Students were then asked to look along the line of the floorboard and find a new point and measure the angle against the plumb. They would then be asked to use chalk to again make a line across the floorboard that would sit vertically to their plumb when they returned to the drawing position. Of course the angle had now changed, but where to place this next perceptual reading? The plumb would still be vertical so they were allowed to set down a vertical mark; the new perceived angle would be measured off against the pencil or plumb by sight and then recorded and placed in accordance with the perceived distance from the drawer. Pieces of string were available, so that students could measure how far away this second point was. For instance the initial right-angled point might be 10 feet away and this next point 15 feet away, so that not only had the angle now changed but the perceived distance was a further 5 feet back.  The mark quality as well as the positioning needed adjusting until the drawing recreated the experience. This would then continue, more and more points being measured and checked, the drawings slowly revealing that what they were actually drawing was their own curve of vision.

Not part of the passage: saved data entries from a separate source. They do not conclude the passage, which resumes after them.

mod decoder;
mod store;

pub use decoder::{GenotypeCode, GenotypeDecoder, CALLS};
pub use store::{call_rate, GenotypeStore, SampleGenotypes};
//! Error types shared by the validation core.

use std::path::PathBuf;
use thiserror::Error;

/// Configuration could not be read or is inconsistent.
#[derive(Debug, Error)]
pub enum ConfigError {
    #[error("failed to read config {path}: {source}")]
    Read {
        path: PathBuf,
        #[source]
        source: std::io::Error,
    },

    #[error("failed to parse config {path}: {source}")]
    Parse {
        path: PathBuf,
        #[source]
        source: toml::de::Error,
    },

    #[error("invalid configuration value for {field}: {reason}")]
    Invalid { field: &'static str, reason: String },
}

/// Status catalog load and lookup failures.
#[derive(Debug, Error)]
pub enum StatusError {
    #[error("unknown status code {category}/{code}")]
    UnknownCode { category: String, code: String },

    #[error("status catalog is missing required codes: {}", .0.join(", "))]
    IncompleteCatalog(Vec<String>),

    #[error("status code {code} listed more than once in catalog")]
    DuplicateCode { code: String },

    #[error("status code {code} has prefix outside the c_/m_/g_ categories")]
    BadPrefix { code: String },

    #[error("status code {code}: {field} must be 0 or 1, found {value}")]
    InvalidFlag {
        code: String,
        field: &'static str,
        value: i64,
    },

    #[error("failed to read status catalog {path}: {source}")]
    Read {
        path: PathBuf,
        #[source]
        source: std::io::Error,
    },

    #[error("failed to parse status catalog: {0}")]
    Parse(#[from] toml::de::Error),
}

/// A genotype call outside the decode table.
#[derive(Debug, Clone, PartialEq, Eq, Error)]
pub enum DecodeError {
    #[error("unrecognized genotype call {0:?}")]
    UnrecognizedCall(String),

    #[error("decode table is not total: missing call {0:?}")]
    IncompleteTable(String),

    #[error("decode table maps {call:?} to {code}, expected one of 0, 1, 2, 5")]
    InvalidCode { call: String, code: u8 },
}

/// Reasons an artifact could not be classified.
#[derive(Debug, Clone, PartialEq, Eq, Error)]
pub enum ClassifyError {
    #[error("artifact content is empty")]
    Empty,

    #[error("artifact content is not valid UTF-8")]
    Unreadable,

    #[error("no table header line found")]
    MissingHeader,

    #[error("delimiters {} parse the header differently", .0.join(" / "))]
    AmbiguousFormat(Vec<String>),

    #[error("no candidate delimiter yields a consistent table")]
    NoDelimiterMatch,
}

/// Map registry consistency failures.
#[derive(Debug, Clone, PartialEq, Eq, Error)]
pub enum RegistryError {
    #[error("map {map_id} is already registered with a different SNP set")]
    DuplicateMap { map_id: String },

    #[error("map {0} is not registered")]
    UnknownMap(String),

    #[error("map {map_id} contains duplicate SNP {snp}")]
    DuplicateSnp { map_id: String, snp: String },

    #[error("alias {alias} cannot be bound to map {map_id}")]
    AliasConflict { alias: String, map_id: String },
}

/// Pedigree verification failures.
#[derive(Debug, Clone, PartialEq, Eq, Error)]
pub enum PedigreeError {
    #[error("no SNP is called in both child {child} and the declared parents")]
    InsufficientData { child: String },

    #[error("no decoded genotypes for sample {0}")]
    MissingSample(String),

    #[error("invalid pedigree claim for {child}: {reason}")]
    InvalidClaim { child: String, reason: String },
}
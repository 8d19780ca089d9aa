use super::{MapId, MapRegistry, SnpMap};
use crate::error::RegistryError;
use anyhow::{Context, Result};
use serde::{Deserialize, Serialize};
use std::collections::BTreeMap;
use std::fs;
use std::path::Path;
use std::sync::Arc;

#[derive(Debug, Clone, PartialEq, Serialize, Deserialize)]
pub struct MapRecord {
    pub map_id: MapId,
    #[serde(default, skip_serializing_if = "Option::is_none")]
    pub chip_id: Option<String>,
    pub snps: Vec<String>,
}

/// On-disk form of the registry, so accepted maps survive between runs.
#[derive(Debug, Clone, Default, PartialEq, Serialize, Deserialize)]
pub struct RegistrySnapshot {
    pub maps: Vec<MapRecord>,
    #[serde(default)]
    pub aliases: BTreeMap<String, MapId>,
}

impl RegistrySnapshot {
    pub fn load(path: &Path) -> Result<Self> {
        let content = fs::read_to_string(path)
            .with_context(|| format!("Failed to read map registry {}", path.display()))?;
        serde_json::from_str(&content)
            .with_context(|| format!("Failed to parse map registry {}", path.display()))
    }

    pub fn save(&self, path: &Path) -> Result<()> {
        let content = serde_json::to_string_pretty(self)?;
        fs::write(path, content)
            .with_context(|| format!("Failed to write map registry {}", path.display()))
    }
}

impl MapRegistry {
    /// Rebuild a registry exactly as saved. Maps go in without binding their
    /// chips, the saved aliases are applied next, and only chips left unbound
    /// (snapshots without an alias table) fall back to their map.
    pub fn from_snapshot(snapshot: RegistrySnapshot) -> Result<Self> {
        let registry = MapRegistry::new();
        {
            let mut state = registry.write();
            let mut chips = Vec::new();
            for record in snapshot.maps {
                let map = SnpMap::new(record.map_id, record.chip_id, record.snps)?;
                if state.maps.contains_key(&map.map_id) {
                    return Err(RegistryError::DuplicateMap {
                        map_id: map.map_id.to_string(),
                    }
                    .into());
                }
                if let Some(chip) = map.chip_id.clone() {
                    chips.push((chip, map.map_id.clone()));
                }
                state.maps.insert(map.map_id.clone(), Arc::new(map));
            }

            for (alias, map_id) in snapshot.aliases {
                if !state.maps.contains_key(&map_id) {
                    return Err(RegistryError::UnknownMap(map_id.to_string()).into());
                }
                if !state.bind_alias(&alias, &map_id) {
                    return Err(RegistryError::AliasConflict {
                        alias,
                        map_id: map_id.to_string(),
                    }
                    .into());
                }
            }
            for (chip, map_id) in chips {
                state.bind_alias(&chip, &map_id);
            }
        }
        Ok(registry)
    }

    pub fn snapshot(&self) -> RegistrySnapshot {
        let state = self.read();
        RegistrySnapshot {
            maps: state
                .maps
                .values()
                .map(|map| MapRecord {
                    map_id: map.map_id.clone(),
                    chip_id: map.chip_id.clone(),
                    snps: map.snps().to_vec(),
                })
                .collect(),
            aliases: state
                .aliases
                .iter()
                .map(|(chip, map_id)| (chip.clone(), map_id.clone()))
                .collect(),
        }
    }
}

#[cfg(test)]
mod tests {
    use super::*;

    #[test]
    fn snapshot_preserves_maps_and_aliases() {
        let registry = MapRegistry::new();
        registry
            .admit(vec!["A".into(), "B".into()], Some("CHIP".into()), None)
            .unwrap();
        registry.admit(vec!["C".into()], None, None).unwrap();

        let dir = tempfile::tempdir().unwrap();
        let path = dir.path().join("registry.json");
        registry.snapshot().save(&path).unwrap();

        let restored = MapRegistry::from_snapshot(RegistrySnapshot::load(&path).unwrap()).unwrap();
        assert_eq!(restored.map_ids(), registry.map_ids());
        assert_eq!(restored.alias("CHIP"), Some(MapId::from("2_a")));
        assert_eq!(restored.snapshot(), registry.snapshot());
    }

    #[test]
    fn restore_keeps_the_first_chip_binding() {
        let registry = MapRegistry::new();
        let five: Vec<String> = (1..=5).map(|i| format!("S{}", i)).collect();
        let ten: Vec<String> = (1..=10).map(|i| format!("S{}", i)).collect();
        registry.admit(five, Some("CHIP".into()), None).unwrap();
        registry.admit(ten, Some("CHIP".into()), None).unwrap();
        assert_eq!(registry.alias("CHIP"), Some(MapId::from("5_a")));

        let restored = MapRegistry::from_snapshot(registry.snapshot()).unwrap();
        assert_eq!(restored.alias("CHIP"), Some(MapId::from("5_a")));
        assert_eq!(restored.snapshot(), registry.snapshot());
    }

    #[test]
    fn restore_without_alias_table_binds_chips() {
        let snapshot: RegistrySnapshot =
            serde_json::from_str(r#"{"maps": [{"map_id": "2_a", "chip_id": "CHIP", "snps": ["A", "B"]}]}"#).unwrap();
        let restored = MapRegistry::from_snapshot(snapshot).unwrap();
        assert_eq!(restored.alias("CHIP"), Some(MapId::from("2_a")));
    }

    #[test]
    fn restore_rejects_dangling_and_empty_aliases() {
        let record = MapRecord {
            map_id: MapId::from("1_a"),
            chip_id: None,
            snps: vec!["A".into()],
        };
        let mut snapshot = RegistrySnapshot {
            maps: vec![record],
            aliases: BTreeMap::from([("CHIP".to_string(), MapId::from("9_z"))]),
        };
        assert!(MapRegistry::from_snapshot(snapshot.clone()).is_err());

        snapshot.aliases = BTreeMap::from([(" ".to_string(), MapId::from("1_a"))]);
        let err = MapRegistry::from_snapshot(snapshot).unwrap_err();
        assert!(err.to_string().contains("cannot be bound"));
    }
}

One simple demonstration was used to help convince students that they were never actually able to see a straight line. A long straight rod was taken into the room, this would be raised up over the back of a student’s head and they would be asked to stare ahead but not to focus. The rod would be very slowly moved forward over their head and the student told to say stop the moment it entered the edge of their field of vision. For most students this was the moment of eureka, the rod would appear in its perceptual bent actuality as they had no other points of visual reference for it. The point being that their minds were telling them things were straight, even though their actual experience of the world was that of a being at the centre of two circles of vision.
This was a key experience for students to have had if they were to fully understand the way to approach ‘giron’ and ‘fess-point’ drawings.